Abstract

Time-to-collision (TTC) underestimation has been interpreted as an adaptive response that allows observers to have more time to engage in a defensive behaviour. This bias seems, therefore, strongly linked to action preparation. There is evidence that the observer’s physical fitness modulates the underestimation effect so that people who need more time to react (i.e. those with less physical fitness) show a stronger underestimation effect. Here we investigated whether this bias is influenced by the momentary action capability of the observers. In the first experiment, participants estimated the time-to-collision of threatening or non-threatening stimuli while being mildly immobilized (with a chin rest) or while standing freely. Having reduced the possibility of movement led participants to show more underestimation of the approaching stimuli. However, this effect was not stronger for threatening relative to non-threatening stimuli. The effect of the action capability found in the first experiment could be interpreted as an expansion of peripersonal space (PPS). In the second experiment, we thus investigated the generality of this effect using an established paradigm to measure the size of peripersonal space. Participants bisected lines from different distances while in the chin rest or standing freely. The results replicated the classic left-to-right gradient in lateral spatial attention with increasing viewing distance, but no effect of immobilization was found. The manipulation of the momentary action capability of the observers influenced the participants’ performance in the TTC task but not in the line bisection task.
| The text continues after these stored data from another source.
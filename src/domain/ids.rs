//! Self-describing virtual ids.

use chrono::NaiveDate;

use crate::domain::smartblock::SmartBlockType;

pub const BUNDLED_RELATION_PREFIX: &str = "_br";
pub const BUNDLED_TYPE_PREFIX: &str = "_ot";
pub const DATE_PREFIX: &str = "_date_";
pub const PARTICIPANT_PREFIX: &str = "_participant_";
pub const MISSING_OBJECT_ID: &str = "_missing_object";
pub const ANYTYPE_PROFILE_ID: &str = "_anytype_profile";

const DATE_FORMAT: &str = "%Y-%m-%d";

#[derive(Debug, Clone, PartialEq, Eq)]
pub enum VirtualId {
    BundledRelation(String),
    BundledType(String),
    Date(NaiveDate),
    Participant { space_id: String, identity: String },
    MissingObject,
    Profile,
}

impl VirtualId {
    pub fn parse(id: &str) -> Option<Self> {
        if id == MISSING_OBJECT_ID {
            return Some(VirtualId::MissingObject);
        }
        if id == ANYTYPE_PROFILE_ID {
            return Some(VirtualId::Profile);
        }
        if let Some(rest) = id.strip_prefix(DATE_PREFIX) {
            return NaiveDate::parse_from_str(rest, DATE_FORMAT).ok().map(VirtualId::Date);
        }
        if let Some(rest) = id.strip_prefix(PARTICIPANT_PREFIX) {
            let (space_id, identity) = rest.rsplit_once('_')?;
            if space_id.is_empty() || identity.is_empty() {
                return None;
            }
            return Some(VirtualId::Participant {
                space_id: space_id.to_string(),
                identity: identity.to_string(),
            });
        }
        if let Some(key) = id.strip_prefix(BUNDLED_RELATION_PREFIX) {
            return (!key.is_empty()).then(|| VirtualId::BundledRelation(key.to_string()));
        }
        if let Some(key) = id.strip_prefix(BUNDLED_TYPE_PREFIX) {
            return (!key.is_empty()).then(|| VirtualId::BundledType(key.to_string()));
        }
        None
    }

    pub fn smartblock_type(&self) -> SmartBlockType {
        match self {
            VirtualId::BundledRelation(_) => SmartBlockType::BundledRelation,
            VirtualId::BundledType(_) => SmartBlockType::BundledObjectType,
            VirtualId::Date(_) => SmartBlockType::Date,
            VirtualId::Participant { .. } => SmartBlockType::Participant,
            VirtualId::MissingObject => SmartBlockType::MissingObject,
            VirtualId::Profile => SmartBlockType::AnytypeProfile,
        }
    }
}

pub fn date_object_id(date: NaiveDate) -> String {
    format!("{DATE_PREFIX}{}", date.format(DATE_FORMAT))
}

pub fn participant_id(space_id: &str, identity: &str) -> String {
    format!("{PARTICIPANT_PREFIX}{space_id}_{identity}")
}

pub fn bundled_relation_id(key: &str) -> String {
    format!("{BUNDLED_RELATION_PREFIX}{key}")
}

pub fn bundled_type_id(key: &str) -> String {
    format!("{BUNDLED_TYPE_PREFIX}{key}")
}

pub fn is_date_id(id: &str) -> bool {
    id.starts_with(DATE_PREFIX)
}

#[cfg(test)]
mod tests {
    use super::*;

    #[test]
    fn test_parse_virtual_prefixes() {
        assert_eq!(VirtualId::parse("_brname"), Some(VirtualId::BundledRelation("name".into())));
        assert_eq!(VirtualId::parse("_otpage"), Some(VirtualId::BundledType("page".into())));
        assert_eq!(VirtualId::parse(MISSING_OBJECT_ID), Some(VirtualId::MissingObject));
        assert_eq!(VirtualId::parse(ANYTYPE_PROFILE_ID), Some(VirtualId::Profile));
        assert_eq!(VirtualId::parse("bafyreiabc"), None);
        assert_eq!(VirtualId::parse("_br"), None);
    }

    #[test]
    fn test_date_id_round_trip() {
        let date = NaiveDate::from_ymd_opt(2024, 1, 15).unwrap();
        let id = date_object_id(date);
        assert_eq!(id, "_date_2024-01-15");
        assert_eq!(VirtualId::parse(&id), Some(VirtualId::Date(date)));
        assert_eq!(VirtualId::parse("_date_2024-13-40"), None);
    }

    #[test]
    fn test_participant_splits_on_last_underscore() {
        let id = participant_id("space_a.1", "identity1");
        assert_eq!(
            VirtualId::parse(&id),
            Some(VirtualId::Participant {
                space_id: "space_a.1".into(),
                identity: "identity1".into()
            })
        );
    }
}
These results are discussed in relation to the different functions of PPS.

Highlights

  • In vision, looming refers to a specific pattern of optical expansion of a surface or surface patch during direct approach towards a viewer (Gibson 1958)

  • Regarding the time-to-collision judgments, for each participant, Z-scores were calculated for time-to-collision judgments, separately for each level of actual time-to-collision

  • We replicated the classic TTC underestimation effect with judged TTC being underestimated relative to actual TTC (McLeod and Ross 1983; Schiff and Oldak 1990; Neuhoff 2001)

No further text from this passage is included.